On 2005-07-11, Scott Moore <samiamsansspam@[EMAIL PROTECTED]
> wrote:
>>>>4. User base. There are still many times the number of users of Pascal
>>>>than those languages.
>>>
>>>With this argument no new languages would ever be accepted.
>>
>>
>> Well, that is actually the practice for more than a decade. Unless a
really
>> large company like Sun or Microsoft does it.
>>
>
> The question is, why is it necessary to change languages every 5 to 10
> years ?
You are confusion an observation with an opinion.
> I believe its all in the mind of the programer.
I think there is actually even more truth in that then you realise.
Simply view from the management perspective that 90% aren't worth much. To
keep that 90% perspective, so called "easy" languages were developed.
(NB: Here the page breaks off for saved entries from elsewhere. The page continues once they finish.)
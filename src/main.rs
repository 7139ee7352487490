use axum::extract::State;
use axum::http::{header, StatusCode};
use axum::response::IntoResponse;
use axum::routing::{get, post};
use axum::{Json, Router};
use axum_prometheus::PrometheusMetricLayer;
use casework_triage::config::AppConfig;
use casework_triage::error::AppError;
use casework_triage::telemetry;
use casework_triage::workflows::assessment::{
    AssessmentImportService, IssueTypeId, MemoryDirectory, MemoryResultStore, MemoryRuleStore,
    UserId,
};
use clap::{Args, Parser, Subcommand};
use metrics_exporter_prometheus::PrometheusHandle;
use serde::Deserialize;
use serde_json::json;
use std::path::{Path, PathBuf};
use std::sync::atomic::{AtomicBool, Ordering};
use std::sync::Arc;
use tracing::info;

type TriageImportService =
    AssessmentImportService<MemoryDirectory, MemoryRuleStore, MemoryResultStore>;

#[derive(Clone)]
struct AppState {
    readiness: Arc<AtomicBool>,
    metrics: PrometheusHandle,
    service: Arc<TriageImportService>,
}

#[derive(Parser, Debug)]
#[command(
    name = "Casework Triage",
    about = "Score assessment sheets and classify beneficiaries for triage",
    version
)]
struct Cli {
    #[command(subcommand)]
    command: Option<Command>,
}

#[derive(Subcommand, Debug)]
enum Command {
    /// Start the HTTP service (default command)
    Serve(ServeArgs),
    /// Run one import offline and print the written results
    Import(ImportArgs),
}

#[derive(Args, Debug, Default)]
struct ServeArgs {
    /// Override the configured host for the HTTP server
    #[arg(long)]
    host: Option<String>,
    /// Override the configured port for the HTTP server
    #[arg(long)]
    port: Option<u16>,
    /// Priority rule seed CSV (id,issue_type_id,min_score,max_score,priority,is_active)
    #[arg(long)]
    rules: Option<PathBuf>,
    /// Beneficiary directory seed CSV (national_id,beneficiary_id)
    #[arg(long)]
    directory: Option<PathBuf>,
}

#[derive(Args, Debug)]
struct ImportArgs {
    /// Uploaded score sheet (.csv or .xlsx); deleted after a completed run
    #[arg(long)]
    sheet: PathBuf,
    /// Issue type the sheet was collected for
    #[arg(long)]
    issue_type: i64,
    /// Priority rule seed CSV
    #[arg(long)]
    rules: PathBuf,
    /// Beneficiary directory seed CSV
    #[arg(long)]
    directory: PathBuf,
    /// Case worker id to attribute the run to
    #[arg(long)]
    assessed_by: Option<i64>,
}

#[derive(Debug, Deserialize)]
struct ImportRequest {
    sheet_path: String,
    issue_type_id: i64,
    #[serde(default)]
    assessed_by: Option<i64>,
}

#[tokio::main]
async fn main() {
    if let Err(err) = run_cli().await {
        eprintln!("application error: {err}");
        std::process::exit(1);
    }
}

async fn run_cli() -> Result<(), AppError> {
    let cli = Cli::parse();
    let command = cli
        .command
        .unwrap_or_else(|| Command::Serve(ServeArgs::default()));

    match command {
        Command::Serve(args) => run_server(args).await,
        Command::Import(args) => run_import(args),
    }
}

fn build_service(
    rules: Option<&Path>,
    directory: Option<&Path>,
) -> Result<(Arc<TriageImportService>, Arc<MemoryResultStore>), AppError> {
    let rules = match rules {
        Some(path) => MemoryRuleStore::from_csv_path(path)?,
        None => MemoryRuleStore::default(),
    };
    let directory = match directory {
        Some(path) => MemoryDirectory::from_csv_path(path)?,
        None => MemoryDirectory::default(),
    };
    let results = Arc::new(MemoryResultStore::default());

    let service = Arc::new(AssessmentImportService::new(
        Arc::new(directory),
        Arc::new(rules),
        results.clone(),
    ));
    Ok((service, results))
}

async fn run_server(mut args: ServeArgs) -> Result<(), AppError> {
    let mut config = AppConfig::load()?;

    if let Some(host) = args.host.take() {
        config.host = host;
    }
    if let Some(port) = args.port.take() {
        config.port = port;
    }

    telemetry::init(&config)?;

    let (service, _results) = build_service(args.rules.as_deref(), args.directory.as_deref())?;

    let (prometheus_layer, prometheus_handle) = PrometheusMetricLayer::pair();
    let readiness_flag = Arc::new(AtomicBool::new(false));
    let state = AppState {
        readiness: readiness_flag.clone(),
        metrics: prometheus_handle,
        service,
    };

    let app = app_router(state, prometheus_layer);

    let addr = config.socket_addr()?;
    let listener = tokio::net::TcpListener::bind(addr).await?;
    readiness_flag.store(true, Ordering::Release);

    info!(?config.environment, %addr, "casework triage service ready");

    axum::serve(listener, app).await?;
    Ok(())
}

fn app_router(state: AppState, prometheus_layer: PrometheusMetricLayer<'static>) -> Router {
    Router::new()
        .route("/health", get(healthcheck))
        .route("/ready", get(readiness_endpoint))
        .route("/metrics", get(metrics_endpoint))
        .route("/api/v1/assessments/import", post(import_endpoint))
        .layer(prometheus_layer)
        .with_state(state)
}

fn run_import(args: ImportArgs) -> Result<(), AppError> {
    let ImportArgs {
        sheet,
        issue_type,
        rules,
        directory,
        assessed_by,
    } = args;

    let (service, results) = build_service(Some(&rules), Some(&directory))?;
    service.import_path(
        &sheet,
        IssueTypeId(issue_type),
        assessed_by.map(UserId),
    )?;

    let written = results.results();
    println!("Assessment import for issue type {issue_type}");
    println!("Results written: {}", written.len());
    for result in &written {
        println!(
            "- beneficiary {} | {}/{} | normalized {:.2} | priority {}{}",
            result.beneficiary_id.0,
            result.score,
            result.max_score,
            result.normalized_score,
            result.priority_suggested.label(),
            if result.is_latest { " | latest" } else { "" }
        );
    }

    Ok(())
}

async fn healthcheck() -> Json<serde_json::Value> {
    Json(json!({ "status": "ok" }))
}

async fn readiness_endpoint(State(state): State<AppState>) -> impl IntoResponse {
    let ready = state.readiness.load(Ordering::Relaxed);
    let status = if ready {
        StatusCode::OK
    } else {
        StatusCode::SERVICE_UNAVAILABLE
    };

    let payload = if ready {
        json!({ "status": "ready" })
    } else {
        json!({ "status": "initializing" })
    };

    (status, Json(payload))
}

async fn metrics_endpoint(State(state): State<AppState>) -> impl IntoResponse {
    (
        StatusCode::OK,
        [(header::CONTENT_TYPE, "text/plain; version=0.0.4")],
        state.metrics.render(),
    )
}

/// Acknowledge the upload and hand the batch to the task runtime. The caller
/// never blocks on the import; task-level failures surface in the logs.
async fn import_endpoint(
    State(state): State<AppState>,
    Json(payload): Json<ImportRequest>,
) -> impl IntoResponse {
    let sheet_path = PathBuf::from(&payload.sheet_path);
    if !sheet_path.is_file() {
        return (
            StatusCode::BAD_REQUEST,
            Json(json!({ "error": format!("no uploaded sheet at '{}'", payload.sheet_path) })),
        );
    }

    // Fire-and-forget: the task runtime owns completion, retry, and alerting.
    let _task = state.service.clone().spawn(
        sheet_path,
        IssueTypeId(payload.issue_type_id),
        payload.assessed_by.map(UserId),
    );

    (StatusCode::ACCEPTED, Json(json!({ "status": "accepted" })))
}
use std::sync::Arc;

use chrono::{DateTime, Utc};

use super::domain::{
    AssessmentResult, BeneficiaryId, IssueTypeId, NewAssessmentResult, SuggestedPriority, UserId,
};
use super::rules::PriorityRule;

/// Lookup boundary to the beneficiary directory. The pipeline only reads;
/// beneficiary data is owned elsewhere.
///
/// Resolution is exact-match on the identity string exactly as typed in the
/// sheet: no trimming, no fuzzy matching. `Ok(None)` means "skip this row",
/// not a failure.
pub trait BeneficiaryDirectory: Send + Sync {
    fn resolve(&self, national_id: &str) -> Result<Option<BeneficiaryId>, DirectoryError>;
}

#[derive(Debug, thiserror::Error)]
pub enum DirectoryError {
    #[error("beneficiary directory unavailable: {0}")]
    Unavailable(String),
}

/// Read boundary to the externally managed rule configuration. Implementations
/// may return rules in any order and may include inactive entries; snapshot
/// loading applies the filtering and ordering contract.
pub trait PriorityRuleStore: Send + Sync {
    fn rules_for(&self, issue_type_id: IssueTypeId) -> Result<Vec<PriorityRule>, StoreError>;
}

/// Append-only sink for assessment results.
///
/// `insert` must assign the id, mark the new row latest, and clear the latest
/// flag on every prior row for the same `(beneficiary_id, issue_type_id)` pair
/// within the same operation, so at most one row per pair carries the flag.
/// Existing rows are otherwise never updated or deleted.
pub trait AssessmentResultStore: Send + Sync {
    fn insert(&self, result: NewAssessmentResult) -> Result<AssessmentResult, StoreError>;
}

#[derive(Debug, thiserror::Error)]
pub enum StoreError {
    #[error("referenced {entity} no longer exists")]
    MissingReference { entity: &'static str },
    #[error("store unavailable: {0}")]
    Unavailable(String),
}

/// Persists one result per successfully resolved row. Each write is an
/// independent insert; there is no batching across rows.
pub struct ResultWriter<S> {
    store: Arc<S>,
}

impl<S: AssessmentResultStore> ResultWriter<S> {
    pub fn new(store: Arc<S>) -> Self {
        Self { store }
    }

    #[allow(clippy::too_many_arguments)]
    pub fn write(
        &self,
        beneficiary_id: BeneficiaryId,
        issue_type_id: IssueTypeId,
        score: i64,
        max_score: i64,
        normalized_score: f64,
        priority_suggested: SuggestedPriority,
        assessed_at: DateTime<Utc>,
        assessed_by: Option<UserId>,
    ) -> Result<AssessmentResult, StoreError> {
        self.store.insert(NewAssessmentResult {
            beneficiary_id,
            issue_type_id,
            score,
            max_score,
            normalized_score,
            priority_suggested,
            assessed_at,
            assessed_by,
        })
    }
}
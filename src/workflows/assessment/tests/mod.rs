mod common;
mod import;
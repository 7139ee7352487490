use chrono::{DateTime, Utc};
use serde::{Deserialize, Serialize};

/// Identifier wrapper for a beneficiary known to the directory.
#[derive(Debug, Clone, Copy, PartialEq, Eq, Hash, PartialOrd, Ord, Serialize, Deserialize)]
pub struct BeneficiaryId(pub i64);

/// Identifier wrapper for the issue type an assessment batch targets.
#[derive(Debug, Clone, Copy, PartialEq, Eq, Hash, PartialOrd, Ord, Serialize, Deserialize)]
pub struct IssueTypeId(pub i64);

/// Identifier wrapper for a configured priority rule.
#[derive(Debug, Clone, Copy, PartialEq, Eq, Hash, PartialOrd, Ord, Serialize, Deserialize)]
pub struct RuleId(pub i64);

/// Identifier assigned by the result store on insert.
#[derive(Debug, Clone, Copy, PartialEq, Eq, Hash, PartialOrd, Ord, Serialize, Deserialize)]
pub struct ResultId(pub i64);

/// Identifier of the case worker an import run is attributed to.
#[derive(Debug, Clone, Copy, PartialEq, Eq, Hash, Serialize, Deserialize)]
pub struct UserId(pub i64);

/// Closed set of priority levels case managers configure rules against.
#[derive(Debug, Clone, Copy, PartialEq, Eq, Serialize, Deserialize)]
#[serde(rename_all = "snake_case")]
pub enum PriorityLabel {
    Low,
    Medium,
    High,
    Critical,
}

impl PriorityLabel {
    pub const fn label(self) -> &'static str {
        match self {
            PriorityLabel::Low => "low",
            PriorityLabel::Medium => "medium",
            PriorityLabel::High => "high",
            PriorityLabel::Critical => "critical",
        }
    }

    pub fn parse(value: &str) -> Option<Self> {
        match value.trim().to_ascii_lowercase().as_str() {
            "low" => Some(PriorityLabel::Low),
            "medium" => Some(PriorityLabel::Medium),
            "high" => Some(PriorityLabel::High),
            "critical" => Some(PriorityLabel::Critical),
            _ => None,
        }
    }
}

/// Classification produced for a scored row. `Undefined` is the sentinel used
/// when no active rule range contains the score; it is a valid outcome, not an
/// error, and is persisted as-is for a reviewer to resolve.
#[derive(Debug, Clone, Copy, PartialEq, Eq, Serialize, Deserialize)]
#[serde(rename_all = "snake_case")]
pub enum SuggestedPriority {
    Defined(PriorityLabel),
    Undefined,
}

impl SuggestedPriority {
    pub const fn label(self) -> &'static str {
        match self {
            SuggestedPriority::Defined(priority) => priority.label(),
            SuggestedPriority::Undefined => "Undefined",
        }
    }
}

/// Append-only record produced for every sheet row whose beneficiary resolves.
///
/// `priority_final` and `justification` stay empty here; a human reviewer sets
/// them later through the case-management surface, outside this pipeline.
#[derive(Debug, Clone, PartialEq, Serialize, Deserialize)]
pub struct AssessmentResult {
    pub id: ResultId,
    pub beneficiary_id: BeneficiaryId,
    pub issue_type_id: IssueTypeId,
    pub score: i64,
    pub max_score: i64,
    pub normalized_score: f64,
    pub priority_suggested: SuggestedPriority,
    pub priority_final: Option<PriorityLabel>,
    pub justification: Option<String>,
    pub is_latest: bool,
    pub assessed_at: DateTime<Utc>,
    pub assessed_by: Option<UserId>,
}

/// Insert payload for the result store; `id` and the latest-flag bookkeeping
/// are the store's responsibility.
#[derive(Debug, Clone, PartialEq, Serialize, Deserialize)]
pub struct NewAssessmentResult {
    pub beneficiary_id: BeneficiaryId,
    pub issue_type_id: IssueTypeId,
    pub score: i64,
    pub max_score: i64,
    pub normalized_score: f64,
    pub priority_suggested: SuggestedPriority,
    pub assessed_at: DateTime<Utc>,
    pub assessed_by: Option<UserId>,
}
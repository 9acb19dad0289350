//! CPU process-scheduling simulator.
//!
//! Computes deterministic execution timelines and per-process timing
//! metrics for classic uniprocessor scheduling policies. Intended for
//! teaching: every run is pure computation over an in-memory process set.
//!
//! # Modules
//!
//! - **`models`**: Domain types: `ProcessSpec`, `ProcessRecord`,
//!   `TimelineSegment`
//! - **`scheduler`**: The `SchedulingStrategy` trait, the FCFS, SJF and
//!   Round-Robin strategies, and the statistics calculator
//! - **`engine`**: Algorithm selection, the pure `simulate` entry point,
//!   `AggregateResult` and the caller-owned `Session`
//! - **`validation`**: Process descriptor checks (empty IDs, negative
//!   arrivals, non-positive bursts, duplicate IDs)
//! - **`presets`** / **`workload`**: Demonstration workloads
//!
//! # Example
//!
//! ```
//! use u_cpusched::engine::Session;
//!
//! let mut session = Session::new();
//! session.ingest("A", 0, 5).unwrap();
//! session.ingest("B", 1, 3).unwrap();
//! let result = session.run().unwrap();
//! assert_eq!(result.processes[1].completion_time, 8);
//! ```
//!
//! # References
//!
//! - Silberschatz, Galvin & Gagne (2018), "Operating System Concepts", Ch. 5
//! - Arpaci-Dusseau (2018), "Operating Systems: Three Easy Pieces", Ch. 7

pub mod config;
pub mod engine;
pub mod error;
pub mod models;
pub mod presets;
pub mod scheduler;
pub mod validation;
pub mod workload;

pub use config::EngineConfig;
pub use error::{EngineError, Result};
That still won't make that 90% equal to good programmers, but at least
they
will have some output.
> Some believe a language is only good if it is fresh and designed from
> scratch. I see beauty as a language that smoothly integrates both the
past
> and the future. Saying that you can only design a worthwhile langauge if
> you dump all of the old is to me a immature attitude.
Correct. However fact is that also the target of the languages has changed
severely over the years. At least, here, till say 5-10 years ago, all
programmers had a higher education, and usually even a quite decent one.
> It says you are only willing to design on a sheet of paper "untainted"
by
> the past. And it clearly shows that language DESIGNERS are not longtime
> language USERS, otherwise they would not be so quick to dump all their
> code into the trash can every 5 years.
That's pretty much true for all the little languages and script languages
popping up. Moreover, I hardly see difference between them.
Java and C# wanted a clean break for their JIT and VM concepts to catch
on,
as well as their (somewhat doubtfull IMHO) OS independance. Most legacy
code
would either use non-safe pointers or OS libs in their view.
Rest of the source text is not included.